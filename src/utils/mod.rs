//! # Utility Modules
//!
//! Supporting utilities shared by clients, servers and connections.
//!
//! ## Components
//! - **Retry**: reconnect/restart policy (`0` off, `-1` unbounded, `N` bounded)
//! - **Logging**: tracing subscriber setup from [`LoggingConfig`](crate::config::LoggingConfig)
//! - **Metrics**: thread-safe observability counters
//! - **Timeout**: async timeout wrappers and default durations

pub mod logging;
pub mod metrics;
pub mod retry;
pub mod timeout;

pub use retry::RetryPolicy;
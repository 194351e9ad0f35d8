//! # Core Protocol Components
//!
//! Low-level packet handling, framing, and binary field encoding.
//!
//! ## Components
//! - **Packet**: the `Packet` trait, decode context and reserved id range
//! - **Wire**: primitive field writer/reader used by packet bodies
//! - **Codec**: Tokio codec for framing records over byte streams
//!
//! ## Wire Format
//! ```text
//! [Length(4)] [Tag(1)] [Packet id(4)] [Body(N)]
//! ```
//!
//! ## Security
//! - Maximum frame size: 16MB (prevents memory exhaustion)
//! - Length validation before allocation
//! - Bounds-checked field reads

pub mod codec;
pub mod packet;
pub mod wire;
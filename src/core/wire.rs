//! # Packet Field Encoding
//!
//! Primitive field layer used by packet bodies.
//!
//! Each packet type writes a fixed sequence of fields with [`PacketWriter`]
//! and reads the same sequence back with [`PacketReader`]. Fields carry no
//! type tags; the layout is implied by the packet id.
//!
//! ## Field Layout (big-endian)
//! ```text
//! u8 / bool   1 byte (bool is 0 or 1)
//! i16         2 bytes
//! i32 / u32   4 bytes
//! i64 / u64   8 bytes
//! f32 / f64   IEEE-754, 4 / 8 bytes
//! string      u32 length + UTF-8 bytes
//! bytes       u32 length + raw bytes
//! ```

use bytes::{Buf, BufMut, Bytes, BytesMut};

use crate::error::{constants, ProtocolError, Result};

/// Writes packet fields into a growable buffer.
#[derive(Debug, Default)]
pub struct PacketWriter {
    buf: BytesMut,
}

impl PacketWriter {
    pub fn new() -> Self {
        Self::default()
    }

    pub fn with_capacity(capacity: usize) -> Self {
        Self {
            buf: BytesMut::with_capacity(capacity),
        }
    }

    pub fn write_u8(&mut self, value: u8) -> &mut Self {
        self.buf.put_u8(value);
        self
    }

    pub fn write_bool(&mut self, value: bool) -> &mut Self {
        self.buf.put_u8(u8::from(value));
        self
    }

    pub fn write_i16(&mut self, value: i16) -> &mut Self {
        self.buf.put_i16(value);
        self
    }

    pub fn write_i32(&mut self, value: i32) -> &mut Self {
        self.buf.put_i32(value);
        self
    }

    pub fn write_u32(&mut self, value: u32) -> &mut Self {
        self.buf.put_u32(value);
        self
    }

    pub fn write_i64(&mut self, value: i64) -> &mut Self {
        self.buf.put_i64(value);
        self
    }

    pub fn write_u64(&mut self, value: u64) -> &mut Self {
        self.buf.put_u64(value);
        self
    }

    pub fn write_f32(&mut self, value: f32) -> &mut Self {
        self.buf.put_f32(value);
        self
    }

    pub fn write_f64(&mut self, value: f64) -> &mut Self {
        self.buf.put_f64(value);
        self
    }

    /// Write a length-prefixed UTF-8 string.
    pub fn write_string(&mut self, value: &str) -> &mut Self {
        self.write_bytes(value.as_bytes())
    }

    /// Write a length-prefixed byte slice.
    pub fn write_bytes(&mut self, value: &[u8]) -> &mut Self {
        self.buf.reserve(4 + value.len());
        self.buf.put_u32(value.len() as u32);
        self.buf.put_slice(value);
        self
    }

    pub fn len(&self) -> usize {
        self.buf.len()
    }

    pub fn is_empty(&self) -> bool {
        self.buf.is_empty()
    }

    /// Finish writing and hand out the encoded body.
    pub fn into_bytes(self) -> Bytes {
        self.buf.freeze()
    }
}

/// Reads packet fields from a received body.
///
/// Every read checks the remaining length first, so a short body produces a
/// [`ProtocolError::FrameDesync`] instead of a panic.
#[derive(Debug, Clone)]
pub struct PacketReader {
    buf: Bytes,
}

impl PacketReader {
    pub fn new(buf: Bytes) -> Self {
        Self { buf }
    }

    #[inline]
    fn need(&self, n: usize) -> Result<()> {
        if self.buf.remaining() < n {
            return Err(ProtocolError::FrameDesync(format!(
                "{} (need {n} bytes, have {})",
                constants::ERR_TRUNCATED_FIELD,
                self.buf.remaining()
            )));
        }
        Ok(())
    }

    pub fn read_u8(&mut self) -> Result<u8> {
        self.need(1)?;
        Ok(self.buf.get_u8())
    }

    pub fn read_bool(&mut self) -> Result<bool> {
        match self.read_u8()? {
            0 => Ok(false),
            1 => Ok(true),
            _ => Err(ProtocolError::FrameDesync(
                constants::ERR_INVALID_BOOL.to_string(),
            )),
        }
    }

    pub fn read_i16(&mut self) -> Result<i16> {
        self.need(2)?;
        Ok(self.buf.get_i16())
    }

    pub fn read_i32(&mut self) -> Result<i32> {
        self.need(4)?;
        Ok(self.buf.get_i32())
    }

    pub fn read_u32(&mut self) -> Result<u32> {
        self.need(4)?;
        Ok(self.buf.get_u32())
    }

    pub fn read_i64(&mut self) -> Result<i64> {
        self.need(8)?;
        Ok(self.buf.get_i64())
    }

    pub fn read_u64(&mut self) -> Result<u64> {
        self.need(8)?;
        Ok(self.buf.get_u64())
    }

    pub fn read_f32(&mut self) -> Result<f32> {
        self.need(4)?;
        Ok(self.buf.get_f32())
    }

    pub fn read_f64(&mut self) -> Result<f64> {
        self.need(8)?;
        Ok(self.buf.get_f64())
    }

    pub fn read_string(&mut self) -> Result<String> {
        let raw = self.read_bytes()?;
        String::from_utf8(raw.to_vec())
            .map_err(|_| ProtocolError::FrameDesync(constants::ERR_INVALID_UTF8.to_string()))
    }

    /// Read a length-prefixed byte field without copying.
    pub fn read_bytes(&mut self) -> Result<Bytes> {
        let len = self.read_u32()? as usize;
        self.need(len)?;
        Ok(self.buf.split_to(len))
    }

    pub fn remaining(&self) -> usize {
        self.buf.remaining()
    }

    pub fn is_empty(&self) -> bool {
        !self.buf.has_remaining()
    }

    /// Fail if any bytes are left after a packet finished decoding.
    pub fn finish(&self) -> Result<()> {
        if self.is_empty() {
            Ok(())
        } else {
            Err(ProtocolError::FrameDesync(format!(
                "{} ({} left)",
                constants::ERR_TRAILING_BYTES,
                self.remaining()
            )))
        }
    }
}

#[cfg(test)]
mod tests {
    use super::*;

    #[test]
    fn fields_read_back_in_order() {
        let mut w = PacketWriter::new();
        w.write_i32(-7)
            .write_bool(true)
            .write_string("héllo")
            .write_i64(i64::MIN)
            .write_f64(2.5)
            .write_bytes(&[1, 2, 3]);

        let mut r = PacketReader::new(w.into_bytes());
        assert_eq!(r.read_i32().unwrap(), -7);
        assert!(r.read_bool().unwrap());
        assert_eq!(r.read_string().unwrap(), "héllo");
        assert_eq!(r.read_i64().unwrap(), i64::MIN);
        assert_eq!(r.read_f64().unwrap(), 2.5);
        assert_eq!(&r.read_bytes().unwrap()[..], &[1, 2, 3]);
        assert!(r.finish().is_ok());
    }

    #[test]
    fn truncated_body_is_desync() {
        let mut r = PacketReader::new(Bytes::from_static(&[0, 0, 1]));
        assert!(matches!(r.read_i32(), Err(ProtocolError::FrameDesync(_))));
    }

    #[test]
    fn string_length_beyond_body_is_desync() {
        let mut w = PacketWriter::new();
        w.write_u32(100).write_u8(b'a');
        let mut r = PacketReader::new(w.into_bytes());
        assert!(matches!(r.read_string(), Err(ProtocolError::FrameDesync(_))));
    }

    #[test]
    fn invalid_bool_rejected() {
        let mut r = PacketReader::new(Bytes::from_static(&[2]));
        assert!(r.read_bool().is_err());
    }

    #[test]
    fn trailing_bytes_detected() {
        let r = PacketReader::new(Bytes::from_static(&[9]));
        assert!(r.finish().is_err());
    }
}
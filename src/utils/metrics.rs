//! Observability and Metrics
//!
//! Atomic counters for connection, handshake and packet activity. Clients
//! and servers record into the [`global_metrics`] instance.

use std::sync::atomic::{AtomicU64, Ordering};
use std::time::Instant;
use tracing::info;

/// Metrics collector for networking operations
#[derive(Debug)]
pub struct Metrics {
    /// Total connections established (both sides)
    pub connections_total: AtomicU64,
    /// Currently open connections
    pub connections_active: AtomicU64,
    /// Failed TLS handshakes
    pub handshakes_failed: AtomicU64,
    pub packets_sent: AtomicU64,
    pub packets_received: AtomicU64,
    /// Sends that failed and packet bodies that failed to decode
    pub packets_failed: AtomicU64,
    /// Records with an unknown tag or unregistered packet id
    pub unknown_records: AtomicU64,
    /// Bytes written, frame headers included
    pub bytes_sent: AtomicU64,
    /// Bytes read, frame headers included
    pub bytes_received: AtomicU64,
    pub reconnect_attempts: AtomicU64,
    pub restart_attempts: AtomicU64,
    /// Connect, bind and accept failures
    pub connection_errors: AtomicU64,
    /// Fatal receive errors
    pub protocol_errors: AtomicU64,
    start_time: Instant,
}

impl Metrics {
    pub fn new() -> Self {
        Self {
            connections_total: AtomicU64::new(0),
            connections_active: AtomicU64::new(0),
            handshakes_failed: AtomicU64::new(0),
            packets_sent: AtomicU64::new(0),
            packets_received: AtomicU64::new(0),
            packets_failed: AtomicU64::new(0),
            unknown_records: AtomicU64::new(0),
            bytes_sent: AtomicU64::new(0),
            bytes_received: AtomicU64::new(0),
            reconnect_attempts: AtomicU64::new(0),
            restart_attempts: AtomicU64::new(0),
            connection_errors: AtomicU64::new(0),
            protocol_errors: AtomicU64::new(0),
            start_time: Instant::now(),
        }
    }

    pub fn connection_established(&self) {
        self.connections_total.fetch_add(1, Ordering::Relaxed);
        self.connections_active.fetch_add(1, Ordering::Relaxed);
    }

    pub fn connection_closed(&self) {
        // saturate so a stray close never wraps the gauge
        let _ = self
            .connections_active
            .fetch_update(Ordering::Relaxed, Ordering::Relaxed, |n| n.checked_sub(1));
    }

    pub fn handshake_failed(&self) {
        self.handshakes_failed.fetch_add(1, Ordering::Relaxed);
    }

    pub fn packet_sent(&self, byte_count: u64) {
        self.packets_sent.fetch_add(1, Ordering::Relaxed);
        self.bytes_sent.fetch_add(byte_count, Ordering::Relaxed);
    }

    pub fn packet_received(&self, byte_count: u64) {
        self.packets_received.fetch_add(1, Ordering::Relaxed);
        self.bytes_received.fetch_add(byte_count, Ordering::Relaxed);
    }

    pub fn packet_failed(&self) {
        self.packets_failed.fetch_add(1, Ordering::Relaxed);
    }

    pub fn unknown_record(&self, byte_count: u64) {
        self.unknown_records.fetch_add(1, Ordering::Relaxed);
        self.bytes_received.fetch_add(byte_count, Ordering::Relaxed);
    }

    pub fn reconnect_attempt(&self) {
        self.reconnect_attempts.fetch_add(1, Ordering::Relaxed);
    }

    pub fn restart_attempt(&self) {
        self.restart_attempts.fetch_add(1, Ordering::Relaxed);
    }

    pub fn connection_error(&self) {
        self.connection_errors.fetch_add(1, Ordering::Relaxed);
    }

    pub fn protocol_error(&self) {
        self.protocol_errors.fetch_add(1, Ordering::Relaxed);
    }

    /// Get current metrics snapshot
    pub fn snapshot(&self) -> MetricsSnapshot {
        MetricsSnapshot {
            connections_total: self.connections_total.load(Ordering::Relaxed),
            connections_active: self.connections_active.load(Ordering::Relaxed),
            handshakes_failed: self.handshakes_failed.load(Ordering::Relaxed),
            packets_sent: self.packets_sent.load(Ordering::Relaxed),
            packets_received: self.packets_received.load(Ordering::Relaxed),
            packets_failed: self.packets_failed.load(Ordering::Relaxed),
            unknown_records: self.unknown_records.load(Ordering::Relaxed),
            bytes_sent: self.bytes_sent.load(Ordering::Relaxed),
            bytes_received: self.bytes_received.load(Ordering::Relaxed),
            reconnect_attempts: self.reconnect_attempts.load(Ordering::Relaxed),
            restart_attempts: self.restart_attempts.load(Ordering::Relaxed),
            connection_errors: self.connection_errors.load(Ordering::Relaxed),
            protocol_errors: self.protocol_errors.load(Ordering::Relaxed),
            uptime_seconds: self.start_time.elapsed().as_secs(),
        }
    }

    /// Log current metrics
    pub fn log_metrics(&self) {
        let snapshot = self.snapshot();
        info!(
            connections_total = snapshot.connections_total,
            connections_active = snapshot.connections_active,
            handshakes_failed = snapshot.handshakes_failed,
            packets_sent = snapshot.packets_sent,
            packets_received = snapshot.packets_received,
            packets_failed = snapshot.packets_failed,
            unknown_records = snapshot.unknown_records,
            bytes_sent = snapshot.bytes_sent,
            bytes_received = snapshot.bytes_received,
            reconnect_attempts = snapshot.reconnect_attempts,
            restart_attempts = snapshot.restart_attempts,
            connection_errors = snapshot.connection_errors,
            protocol_errors = snapshot.protocol_errors,
            uptime_seconds = snapshot.uptime_seconds,
            "Network metrics snapshot"
        );
    }
}

impl Default for Metrics {
    fn default() -> Self {
        Self::new()
    }
}

/// Snapshot of metrics at a point in time
#[derive(Debug, Clone, PartialEq, Eq)]
pub struct MetricsSnapshot {
    pub connections_total: u64,
    pub connections_active: u64,
    pub handshakes_failed: u64,
    pub packets_sent: u64,
    pub packets_received: u64,
    pub packets_failed: u64,
    pub unknown_records: u64,
    pub bytes_sent: u64,
    pub bytes_received: u64,
    pub reconnect_attempts: u64,
    pub restart_attempts: u64,
    pub connection_errors: u64,
    pub protocol_errors: u64,
    pub uptime_seconds: u64,
}

static METRICS: once_cell::sync::Lazy<Metrics> = once_cell::sync::Lazy::new(Metrics::new);

/// Get the global metrics instance
pub fn global_metrics() -> &'static Metrics {
    &METRICS
}
//! Logging setup
//!
//! Installs a global tracing subscriber from a [`LoggingConfig`]. `RUST_LOG`
//! overrides the configured level when set.

use std::fs::OpenOptions;
use std::sync::Arc;

use tracing_subscriber::filter::LevelFilter;
use tracing_subscriber::prelude::*;
use tracing_subscriber::{fmt, EnvFilter, Layer, Registry};

use crate::config::LoggingConfig;
use crate::error::{ProtocolError, Result};

type BoxedLayer = Box<dyn Layer<Registry> + Send + Sync + 'static>;

/// Initialize the global subscriber.
///
/// Fails if the log file cannot be opened or a subscriber is already
/// installed.
pub fn init_logging(config: &LoggingConfig) -> Result<()> {
    let mut layers: Vec<BoxedLayer> = Vec::new();

    if config.log_to_console {
        layers.push(if config.json_format {
            fmt::layer().json().with_target(false).boxed()
        } else {
            fmt::layer().with_target(false).boxed()
        });
    }

    if config.log_to_file {
        let path = config.log_file_path.as_deref().ok_or_else(|| {
            ProtocolError::ConfigError(
                "log_file_path must be specified when log_to_file is true".to_string(),
            )
        })?;
        let file = OpenOptions::new()
            .create(true)
            .append(true)
            .open(path)
            .map_err(|e| ProtocolError::ConfigError(format!("Failed to open log file: {e}")))?;
        let writer = Arc::new(file);

        layers.push(if config.json_format {
            fmt::layer().json().with_ansi(false).with_writer(writer).boxed()
        } else {
            fmt::layer().with_ansi(false).with_writer(writer).boxed()
        });
    }

    let filter = EnvFilter::builder()
        .with_default_directive(LevelFilter::from_level(config.log_level).into())
        .from_env_lossy();

    tracing_subscriber::registry()
        .with(layers)
        .with(filter)
        .try_init()
        .map_err(|e| ProtocolError::ConfigError(format!("Failed to install logger: {e}")))?;

    tracing::info!(app = %config.app_name, level = %config.log_level, "Logging initialized");
    Ok(())
}

#[cfg(test)]
mod tests {
    use super::*;

    #[test]
    fn file_logging_without_path_fails() {
        let config = LoggingConfig {
            log_to_file: true,
            log_file_path: None,
            ..LoggingConfig::default()
        };
        assert!(matches!(
            init_logging(&config),
            Err(ProtocolError::ConfigError(_))
        ));
    }
}
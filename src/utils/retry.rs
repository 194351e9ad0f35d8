use std::time::Duration;

/// How many times a failed connect or bind is retried, and how long to wait
/// between attempts.
///
/// `max_attempts` counts retries after the first attempt: `0` disables
/// retrying, a negative value retries forever and `N > 0` allows at most `N`
/// retries (so `N + 1` attempts in total).
#[derive(Debug, Clone, Copy, PartialEq, Eq)]
pub struct RetryPolicy {
    max_attempts: i32,
    delay: Duration,
}

impl Default for RetryPolicy {
    fn default() -> Self {
        Self::disabled()
    }
}

impl RetryPolicy {
    pub fn new(max_attempts: i32, delay: Duration) -> Self {
        Self {
            max_attempts,
            delay,
        }
    }

    pub fn disabled() -> Self {
        Self::new(0, crate::config::DEFAULT_RETRY_DELAY)
    }

    pub fn unbounded(delay: Duration) -> Self {
        Self::new(-1, delay)
    }

    pub fn max_attempts(&self) -> i32 {
        self.max_attempts
    }

    pub fn delay(&self) -> Duration {
        self.delay
    }

    pub fn is_enabled(&self) -> bool {
        self.max_attempts != 0
    }

    pub fn is_unbounded(&self) -> bool {
        self.max_attempts < 0
    }

    /// Whether another attempt is allowed after `retries` retries already
    /// happened.
    pub fn should_retry(&self, retries: u32) -> bool {
        self.is_unbounded() || i64::from(retries) < i64::from(self.max_attempts)
    }
}

#[cfg(test)]
mod tests {
    use super::*;

    #[test]
    fn disabled_never_retries() {
        let policy = RetryPolicy::disabled();
        assert!(!policy.is_enabled());
        assert!(!policy.should_retry(0));
    }

    #[test]
    fn bounded_allows_exactly_n_retries() {
        let policy = RetryPolicy::new(2, Duration::from_millis(5));
        assert!(policy.should_retry(0));
        assert!(policy.should_retry(1));
        assert!(!policy.should_retry(2));
    }

    #[test]
    fn unbounded_keeps_going() {
        let policy = RetryPolicy::unbounded(Duration::from_millis(5));
        assert!(policy.is_unbounded());
        assert!(policy.should_retry(u32::MAX));
    }
}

(The task)
Return, from the material above, every line with the word "used".

(Exercise response)
//! - **Wire**: primitive field writer/reader used by packet bodies
//! Primitive field layer used by packet bodies.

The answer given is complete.